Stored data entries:
- Opening Delimiter -

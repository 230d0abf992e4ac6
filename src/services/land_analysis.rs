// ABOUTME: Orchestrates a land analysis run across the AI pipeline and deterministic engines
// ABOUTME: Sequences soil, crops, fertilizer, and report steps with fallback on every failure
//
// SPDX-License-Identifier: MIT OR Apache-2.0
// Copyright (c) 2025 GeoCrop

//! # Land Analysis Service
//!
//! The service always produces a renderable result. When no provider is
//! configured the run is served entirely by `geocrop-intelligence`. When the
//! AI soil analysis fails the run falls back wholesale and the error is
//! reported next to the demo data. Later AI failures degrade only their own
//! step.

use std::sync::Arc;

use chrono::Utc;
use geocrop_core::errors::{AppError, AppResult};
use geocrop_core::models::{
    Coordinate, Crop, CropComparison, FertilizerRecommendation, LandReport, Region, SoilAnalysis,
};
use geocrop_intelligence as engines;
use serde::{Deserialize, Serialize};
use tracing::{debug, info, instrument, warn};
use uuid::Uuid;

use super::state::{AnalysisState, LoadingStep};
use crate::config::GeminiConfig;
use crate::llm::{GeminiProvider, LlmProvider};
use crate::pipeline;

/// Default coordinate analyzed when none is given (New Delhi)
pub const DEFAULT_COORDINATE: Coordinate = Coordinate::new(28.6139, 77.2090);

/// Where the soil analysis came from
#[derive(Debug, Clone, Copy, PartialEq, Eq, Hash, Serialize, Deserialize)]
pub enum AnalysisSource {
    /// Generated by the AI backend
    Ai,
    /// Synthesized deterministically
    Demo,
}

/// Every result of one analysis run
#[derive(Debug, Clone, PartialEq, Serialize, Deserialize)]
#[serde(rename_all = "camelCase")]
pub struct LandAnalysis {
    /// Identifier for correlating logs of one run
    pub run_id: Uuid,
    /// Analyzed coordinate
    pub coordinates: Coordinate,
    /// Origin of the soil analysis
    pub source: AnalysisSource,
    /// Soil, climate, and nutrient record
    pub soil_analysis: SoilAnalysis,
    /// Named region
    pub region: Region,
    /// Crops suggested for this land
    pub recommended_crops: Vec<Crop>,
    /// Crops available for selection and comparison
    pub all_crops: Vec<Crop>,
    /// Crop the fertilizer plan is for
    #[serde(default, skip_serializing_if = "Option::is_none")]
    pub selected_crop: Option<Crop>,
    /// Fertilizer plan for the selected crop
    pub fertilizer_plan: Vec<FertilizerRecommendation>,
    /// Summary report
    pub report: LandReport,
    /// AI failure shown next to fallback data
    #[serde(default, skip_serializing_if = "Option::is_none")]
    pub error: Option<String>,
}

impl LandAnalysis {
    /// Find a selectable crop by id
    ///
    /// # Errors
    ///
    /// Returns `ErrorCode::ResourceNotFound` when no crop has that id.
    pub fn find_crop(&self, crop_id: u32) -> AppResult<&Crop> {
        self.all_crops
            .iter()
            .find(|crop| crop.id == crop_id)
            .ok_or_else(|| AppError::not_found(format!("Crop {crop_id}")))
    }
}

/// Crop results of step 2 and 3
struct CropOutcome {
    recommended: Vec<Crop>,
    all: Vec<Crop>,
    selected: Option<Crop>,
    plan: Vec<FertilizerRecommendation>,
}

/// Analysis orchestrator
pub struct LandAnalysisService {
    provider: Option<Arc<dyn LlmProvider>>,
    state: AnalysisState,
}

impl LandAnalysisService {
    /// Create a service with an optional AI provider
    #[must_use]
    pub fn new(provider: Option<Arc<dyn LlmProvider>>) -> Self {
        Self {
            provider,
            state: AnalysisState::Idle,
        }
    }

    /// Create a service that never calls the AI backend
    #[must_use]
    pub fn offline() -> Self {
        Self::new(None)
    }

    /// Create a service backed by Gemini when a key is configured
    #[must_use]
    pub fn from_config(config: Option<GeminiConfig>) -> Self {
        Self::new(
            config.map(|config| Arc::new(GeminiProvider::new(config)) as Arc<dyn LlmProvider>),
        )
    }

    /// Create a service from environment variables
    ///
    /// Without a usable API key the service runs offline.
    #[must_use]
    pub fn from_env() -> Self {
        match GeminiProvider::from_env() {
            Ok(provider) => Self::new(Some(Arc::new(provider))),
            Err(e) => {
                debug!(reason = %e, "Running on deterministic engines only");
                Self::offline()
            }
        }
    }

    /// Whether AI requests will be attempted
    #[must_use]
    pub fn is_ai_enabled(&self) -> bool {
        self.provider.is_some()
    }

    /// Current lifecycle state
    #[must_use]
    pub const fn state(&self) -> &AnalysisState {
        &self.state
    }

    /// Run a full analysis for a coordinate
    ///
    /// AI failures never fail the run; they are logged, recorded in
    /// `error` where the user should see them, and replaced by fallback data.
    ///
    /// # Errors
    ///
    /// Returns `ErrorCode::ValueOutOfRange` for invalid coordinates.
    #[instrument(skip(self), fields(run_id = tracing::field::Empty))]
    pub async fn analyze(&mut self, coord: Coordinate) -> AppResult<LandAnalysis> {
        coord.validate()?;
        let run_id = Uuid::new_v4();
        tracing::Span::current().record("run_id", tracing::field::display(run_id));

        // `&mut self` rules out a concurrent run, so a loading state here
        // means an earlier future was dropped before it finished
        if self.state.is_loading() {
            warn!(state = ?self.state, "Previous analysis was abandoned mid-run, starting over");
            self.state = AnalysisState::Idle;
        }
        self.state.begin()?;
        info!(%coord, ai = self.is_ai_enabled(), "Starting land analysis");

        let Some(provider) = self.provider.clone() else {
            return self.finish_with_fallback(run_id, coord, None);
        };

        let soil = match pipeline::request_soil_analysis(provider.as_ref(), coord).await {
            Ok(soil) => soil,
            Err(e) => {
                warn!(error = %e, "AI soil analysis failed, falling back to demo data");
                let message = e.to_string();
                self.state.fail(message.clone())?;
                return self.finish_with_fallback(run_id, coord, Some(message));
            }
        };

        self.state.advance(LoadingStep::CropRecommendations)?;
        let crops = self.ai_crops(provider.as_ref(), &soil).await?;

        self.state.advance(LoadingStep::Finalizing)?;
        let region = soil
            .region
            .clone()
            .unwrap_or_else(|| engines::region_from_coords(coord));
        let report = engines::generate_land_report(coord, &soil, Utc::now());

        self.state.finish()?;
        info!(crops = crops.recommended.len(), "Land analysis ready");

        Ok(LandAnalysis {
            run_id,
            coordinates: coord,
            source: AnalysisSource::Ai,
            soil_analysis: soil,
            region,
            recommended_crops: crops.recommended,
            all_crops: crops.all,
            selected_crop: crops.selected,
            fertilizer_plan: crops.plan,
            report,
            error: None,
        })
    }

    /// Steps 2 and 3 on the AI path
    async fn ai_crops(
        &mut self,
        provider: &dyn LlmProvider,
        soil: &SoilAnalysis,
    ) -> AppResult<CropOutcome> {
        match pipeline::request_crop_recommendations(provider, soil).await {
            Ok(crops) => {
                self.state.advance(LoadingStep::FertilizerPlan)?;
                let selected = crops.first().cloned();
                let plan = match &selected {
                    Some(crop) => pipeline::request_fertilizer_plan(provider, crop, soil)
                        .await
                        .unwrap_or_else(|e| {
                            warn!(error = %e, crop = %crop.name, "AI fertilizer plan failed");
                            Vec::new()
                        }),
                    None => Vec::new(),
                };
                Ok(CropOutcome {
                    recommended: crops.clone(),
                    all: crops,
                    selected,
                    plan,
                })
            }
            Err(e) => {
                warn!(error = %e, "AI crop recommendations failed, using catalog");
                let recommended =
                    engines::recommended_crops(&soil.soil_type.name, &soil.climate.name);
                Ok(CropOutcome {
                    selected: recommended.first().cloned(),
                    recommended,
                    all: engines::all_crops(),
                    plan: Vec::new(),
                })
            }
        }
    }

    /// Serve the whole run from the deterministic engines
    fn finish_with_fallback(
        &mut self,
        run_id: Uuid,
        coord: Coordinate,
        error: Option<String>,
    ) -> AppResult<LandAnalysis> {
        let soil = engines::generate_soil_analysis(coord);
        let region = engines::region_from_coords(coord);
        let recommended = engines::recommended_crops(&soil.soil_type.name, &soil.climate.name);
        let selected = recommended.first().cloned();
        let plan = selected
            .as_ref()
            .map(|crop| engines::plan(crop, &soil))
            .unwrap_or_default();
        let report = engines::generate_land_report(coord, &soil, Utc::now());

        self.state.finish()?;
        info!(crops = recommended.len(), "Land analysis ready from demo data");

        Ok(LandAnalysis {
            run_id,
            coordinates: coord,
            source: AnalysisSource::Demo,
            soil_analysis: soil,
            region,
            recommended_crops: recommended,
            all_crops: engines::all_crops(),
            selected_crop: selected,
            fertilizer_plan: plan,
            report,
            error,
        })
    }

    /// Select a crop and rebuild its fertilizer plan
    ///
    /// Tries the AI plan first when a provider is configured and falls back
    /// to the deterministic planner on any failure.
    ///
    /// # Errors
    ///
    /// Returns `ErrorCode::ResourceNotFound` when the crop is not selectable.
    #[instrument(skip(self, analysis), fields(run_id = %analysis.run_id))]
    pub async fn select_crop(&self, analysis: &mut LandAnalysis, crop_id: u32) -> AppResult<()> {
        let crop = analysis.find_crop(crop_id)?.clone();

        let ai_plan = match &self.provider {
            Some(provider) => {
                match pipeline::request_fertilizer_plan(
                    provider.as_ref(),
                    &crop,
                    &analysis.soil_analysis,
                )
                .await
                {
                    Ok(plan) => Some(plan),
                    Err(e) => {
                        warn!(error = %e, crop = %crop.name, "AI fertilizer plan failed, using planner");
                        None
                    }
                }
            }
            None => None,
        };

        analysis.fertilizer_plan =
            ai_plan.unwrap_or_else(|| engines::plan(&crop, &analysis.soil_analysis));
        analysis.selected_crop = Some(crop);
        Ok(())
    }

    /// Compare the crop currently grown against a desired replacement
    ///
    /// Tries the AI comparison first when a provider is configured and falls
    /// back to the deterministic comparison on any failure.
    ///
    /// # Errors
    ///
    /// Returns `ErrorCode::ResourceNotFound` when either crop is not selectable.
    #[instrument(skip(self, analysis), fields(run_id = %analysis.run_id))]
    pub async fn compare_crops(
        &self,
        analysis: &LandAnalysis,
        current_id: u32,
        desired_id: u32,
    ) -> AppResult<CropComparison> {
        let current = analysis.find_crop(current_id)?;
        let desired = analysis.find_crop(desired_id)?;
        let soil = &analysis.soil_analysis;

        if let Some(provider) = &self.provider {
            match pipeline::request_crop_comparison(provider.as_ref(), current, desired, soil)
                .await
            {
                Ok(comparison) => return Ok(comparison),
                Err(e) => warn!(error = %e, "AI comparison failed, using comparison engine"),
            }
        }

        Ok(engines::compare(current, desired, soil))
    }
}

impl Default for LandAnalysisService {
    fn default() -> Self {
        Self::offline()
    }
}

- Closing Delimiter -
- Opening Delimiter -

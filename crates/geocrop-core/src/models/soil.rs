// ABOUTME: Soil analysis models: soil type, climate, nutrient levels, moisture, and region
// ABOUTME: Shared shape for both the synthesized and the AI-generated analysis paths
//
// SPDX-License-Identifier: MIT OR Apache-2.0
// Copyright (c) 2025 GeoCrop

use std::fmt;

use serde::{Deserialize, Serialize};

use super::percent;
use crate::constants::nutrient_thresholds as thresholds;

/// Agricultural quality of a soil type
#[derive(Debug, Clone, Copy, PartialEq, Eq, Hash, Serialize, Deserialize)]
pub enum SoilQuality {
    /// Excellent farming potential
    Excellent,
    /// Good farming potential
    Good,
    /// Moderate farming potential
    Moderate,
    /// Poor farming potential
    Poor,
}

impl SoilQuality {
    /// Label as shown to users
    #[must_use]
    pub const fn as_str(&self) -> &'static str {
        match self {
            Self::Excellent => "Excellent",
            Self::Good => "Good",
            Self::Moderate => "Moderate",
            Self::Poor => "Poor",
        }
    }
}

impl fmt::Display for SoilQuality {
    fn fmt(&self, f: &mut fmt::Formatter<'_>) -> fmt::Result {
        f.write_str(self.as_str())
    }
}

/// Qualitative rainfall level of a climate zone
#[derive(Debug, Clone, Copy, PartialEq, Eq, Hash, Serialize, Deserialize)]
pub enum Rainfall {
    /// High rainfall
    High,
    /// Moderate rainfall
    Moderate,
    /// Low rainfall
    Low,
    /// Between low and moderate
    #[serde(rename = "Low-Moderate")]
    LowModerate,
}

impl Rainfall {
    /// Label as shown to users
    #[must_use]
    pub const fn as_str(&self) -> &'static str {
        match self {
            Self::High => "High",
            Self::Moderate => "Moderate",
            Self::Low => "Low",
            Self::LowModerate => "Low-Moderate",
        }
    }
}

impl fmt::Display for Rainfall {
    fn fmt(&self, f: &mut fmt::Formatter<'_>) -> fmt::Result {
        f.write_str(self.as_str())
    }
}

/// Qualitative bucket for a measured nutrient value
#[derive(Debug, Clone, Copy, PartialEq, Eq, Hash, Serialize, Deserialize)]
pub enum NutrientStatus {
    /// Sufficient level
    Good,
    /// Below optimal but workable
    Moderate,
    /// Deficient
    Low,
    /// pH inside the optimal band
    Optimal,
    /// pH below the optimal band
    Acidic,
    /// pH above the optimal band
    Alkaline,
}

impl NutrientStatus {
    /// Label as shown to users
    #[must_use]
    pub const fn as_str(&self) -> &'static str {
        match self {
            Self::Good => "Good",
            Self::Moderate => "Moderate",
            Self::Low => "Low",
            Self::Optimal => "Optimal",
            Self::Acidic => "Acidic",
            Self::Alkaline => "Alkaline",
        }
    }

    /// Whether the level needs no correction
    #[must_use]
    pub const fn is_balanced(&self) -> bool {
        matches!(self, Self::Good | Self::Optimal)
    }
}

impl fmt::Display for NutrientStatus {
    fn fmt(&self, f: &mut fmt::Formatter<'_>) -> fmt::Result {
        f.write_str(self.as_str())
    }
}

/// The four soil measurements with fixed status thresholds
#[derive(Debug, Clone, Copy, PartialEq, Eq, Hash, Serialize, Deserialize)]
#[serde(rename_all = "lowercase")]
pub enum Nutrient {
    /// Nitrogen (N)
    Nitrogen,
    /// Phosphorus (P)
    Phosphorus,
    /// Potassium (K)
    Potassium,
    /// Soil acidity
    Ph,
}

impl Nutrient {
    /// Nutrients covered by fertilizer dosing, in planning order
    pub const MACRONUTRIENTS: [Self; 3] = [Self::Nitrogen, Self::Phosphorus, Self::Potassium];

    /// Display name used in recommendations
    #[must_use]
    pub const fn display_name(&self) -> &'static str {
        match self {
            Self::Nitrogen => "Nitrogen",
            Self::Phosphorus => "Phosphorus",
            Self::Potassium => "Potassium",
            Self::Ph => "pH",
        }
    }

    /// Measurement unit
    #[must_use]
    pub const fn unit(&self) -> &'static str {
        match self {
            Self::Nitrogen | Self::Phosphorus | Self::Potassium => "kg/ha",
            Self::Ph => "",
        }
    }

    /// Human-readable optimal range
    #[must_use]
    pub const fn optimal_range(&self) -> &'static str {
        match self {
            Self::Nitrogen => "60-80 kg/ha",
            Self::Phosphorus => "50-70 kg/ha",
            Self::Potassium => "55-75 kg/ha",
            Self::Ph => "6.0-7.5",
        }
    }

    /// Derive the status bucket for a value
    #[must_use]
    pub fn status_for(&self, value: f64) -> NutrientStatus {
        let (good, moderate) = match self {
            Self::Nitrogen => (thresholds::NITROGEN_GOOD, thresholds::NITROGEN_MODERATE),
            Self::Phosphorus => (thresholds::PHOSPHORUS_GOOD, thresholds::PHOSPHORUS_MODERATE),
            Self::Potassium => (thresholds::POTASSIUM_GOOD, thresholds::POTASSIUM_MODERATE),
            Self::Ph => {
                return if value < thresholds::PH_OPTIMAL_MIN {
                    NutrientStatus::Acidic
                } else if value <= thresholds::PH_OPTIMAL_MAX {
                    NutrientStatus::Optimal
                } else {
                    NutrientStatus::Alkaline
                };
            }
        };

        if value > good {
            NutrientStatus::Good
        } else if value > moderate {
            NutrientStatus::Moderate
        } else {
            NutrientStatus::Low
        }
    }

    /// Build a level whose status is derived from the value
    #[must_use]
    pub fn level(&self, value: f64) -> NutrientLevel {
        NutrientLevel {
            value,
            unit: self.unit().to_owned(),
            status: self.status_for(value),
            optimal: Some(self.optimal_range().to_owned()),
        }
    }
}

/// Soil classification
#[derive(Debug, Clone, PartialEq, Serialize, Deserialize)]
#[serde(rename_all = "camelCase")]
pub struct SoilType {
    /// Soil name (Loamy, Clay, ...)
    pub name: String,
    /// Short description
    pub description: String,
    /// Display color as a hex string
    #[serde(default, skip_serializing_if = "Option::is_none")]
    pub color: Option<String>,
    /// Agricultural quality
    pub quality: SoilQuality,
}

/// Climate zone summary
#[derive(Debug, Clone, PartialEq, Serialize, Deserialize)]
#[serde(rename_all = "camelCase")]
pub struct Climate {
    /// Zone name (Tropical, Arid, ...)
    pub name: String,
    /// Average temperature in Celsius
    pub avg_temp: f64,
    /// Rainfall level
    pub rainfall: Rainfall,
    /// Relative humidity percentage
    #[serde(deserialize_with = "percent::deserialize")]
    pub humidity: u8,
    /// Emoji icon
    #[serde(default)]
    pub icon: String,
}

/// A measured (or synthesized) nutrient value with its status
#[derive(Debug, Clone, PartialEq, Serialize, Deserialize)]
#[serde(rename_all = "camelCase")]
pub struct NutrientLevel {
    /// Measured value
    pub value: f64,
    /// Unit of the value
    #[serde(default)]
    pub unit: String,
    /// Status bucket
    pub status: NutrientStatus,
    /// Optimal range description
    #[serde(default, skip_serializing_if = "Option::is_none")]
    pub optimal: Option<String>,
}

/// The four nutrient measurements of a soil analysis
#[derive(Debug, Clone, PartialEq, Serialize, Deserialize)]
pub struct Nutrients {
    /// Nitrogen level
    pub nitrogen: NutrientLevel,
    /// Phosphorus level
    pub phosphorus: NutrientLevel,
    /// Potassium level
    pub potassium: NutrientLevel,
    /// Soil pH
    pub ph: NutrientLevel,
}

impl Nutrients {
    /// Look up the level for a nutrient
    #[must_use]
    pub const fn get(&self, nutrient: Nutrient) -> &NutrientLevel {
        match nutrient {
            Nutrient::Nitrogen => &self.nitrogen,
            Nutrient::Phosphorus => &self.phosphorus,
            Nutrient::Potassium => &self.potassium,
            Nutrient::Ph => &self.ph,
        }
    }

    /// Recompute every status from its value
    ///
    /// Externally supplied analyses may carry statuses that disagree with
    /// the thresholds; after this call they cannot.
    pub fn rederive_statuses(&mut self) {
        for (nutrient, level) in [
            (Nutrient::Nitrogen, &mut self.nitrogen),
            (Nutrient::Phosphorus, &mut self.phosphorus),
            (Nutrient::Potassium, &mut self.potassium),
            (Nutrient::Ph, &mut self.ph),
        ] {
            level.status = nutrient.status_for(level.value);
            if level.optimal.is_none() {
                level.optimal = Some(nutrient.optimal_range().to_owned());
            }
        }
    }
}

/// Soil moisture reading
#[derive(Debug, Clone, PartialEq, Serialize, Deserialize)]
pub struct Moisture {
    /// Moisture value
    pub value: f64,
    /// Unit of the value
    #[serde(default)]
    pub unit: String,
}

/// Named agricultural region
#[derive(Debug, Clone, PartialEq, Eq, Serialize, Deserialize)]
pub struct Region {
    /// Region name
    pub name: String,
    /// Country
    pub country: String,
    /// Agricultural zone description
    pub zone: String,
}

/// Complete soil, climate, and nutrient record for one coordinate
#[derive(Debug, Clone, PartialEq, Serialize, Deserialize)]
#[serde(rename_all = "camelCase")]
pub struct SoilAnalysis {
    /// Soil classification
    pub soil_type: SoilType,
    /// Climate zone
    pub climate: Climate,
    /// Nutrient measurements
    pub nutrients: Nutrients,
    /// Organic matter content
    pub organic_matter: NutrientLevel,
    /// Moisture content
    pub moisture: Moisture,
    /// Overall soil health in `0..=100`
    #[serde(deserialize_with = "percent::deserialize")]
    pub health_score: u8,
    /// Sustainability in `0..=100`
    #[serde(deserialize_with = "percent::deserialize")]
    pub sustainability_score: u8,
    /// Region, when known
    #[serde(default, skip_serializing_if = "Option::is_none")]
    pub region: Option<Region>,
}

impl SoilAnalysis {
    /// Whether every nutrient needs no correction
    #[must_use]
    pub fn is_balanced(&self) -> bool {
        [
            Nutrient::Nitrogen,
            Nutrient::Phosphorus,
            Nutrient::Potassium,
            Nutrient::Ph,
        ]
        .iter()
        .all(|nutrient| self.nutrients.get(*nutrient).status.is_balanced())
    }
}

- Closing Delimiter -
- Opening Delimiter -

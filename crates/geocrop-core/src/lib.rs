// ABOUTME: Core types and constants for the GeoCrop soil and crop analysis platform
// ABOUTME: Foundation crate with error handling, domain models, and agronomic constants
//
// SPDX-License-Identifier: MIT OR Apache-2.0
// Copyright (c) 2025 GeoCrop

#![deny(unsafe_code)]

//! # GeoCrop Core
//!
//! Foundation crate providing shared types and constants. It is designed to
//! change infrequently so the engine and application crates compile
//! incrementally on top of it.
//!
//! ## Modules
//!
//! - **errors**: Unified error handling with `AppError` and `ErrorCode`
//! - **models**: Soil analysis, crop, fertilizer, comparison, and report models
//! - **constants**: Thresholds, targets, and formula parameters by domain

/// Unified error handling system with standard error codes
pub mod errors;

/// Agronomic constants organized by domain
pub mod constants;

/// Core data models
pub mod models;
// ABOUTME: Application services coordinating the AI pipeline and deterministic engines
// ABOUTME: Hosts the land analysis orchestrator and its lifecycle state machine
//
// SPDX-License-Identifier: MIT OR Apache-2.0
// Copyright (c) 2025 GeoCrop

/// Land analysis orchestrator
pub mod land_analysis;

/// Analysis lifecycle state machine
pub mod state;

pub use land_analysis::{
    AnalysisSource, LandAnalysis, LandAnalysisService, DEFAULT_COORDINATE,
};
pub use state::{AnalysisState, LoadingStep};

- Closing Delimiter -

▶ _Your task_
Locate the word "Returns" in the entries, and copy every line where it is found.

▶ _Task answer_
    /// Returns `ErrorCode::ResourceNotFound` when no crop has that id.
    /// Returns `ErrorCode::ValueOutOfRange` for invalid coordinates.
    /// Returns `ErrorCode::ResourceNotFound` when the crop is not selectable.
    /// Returns `ErrorCode::ResourceNotFound` when either crop is not selectable.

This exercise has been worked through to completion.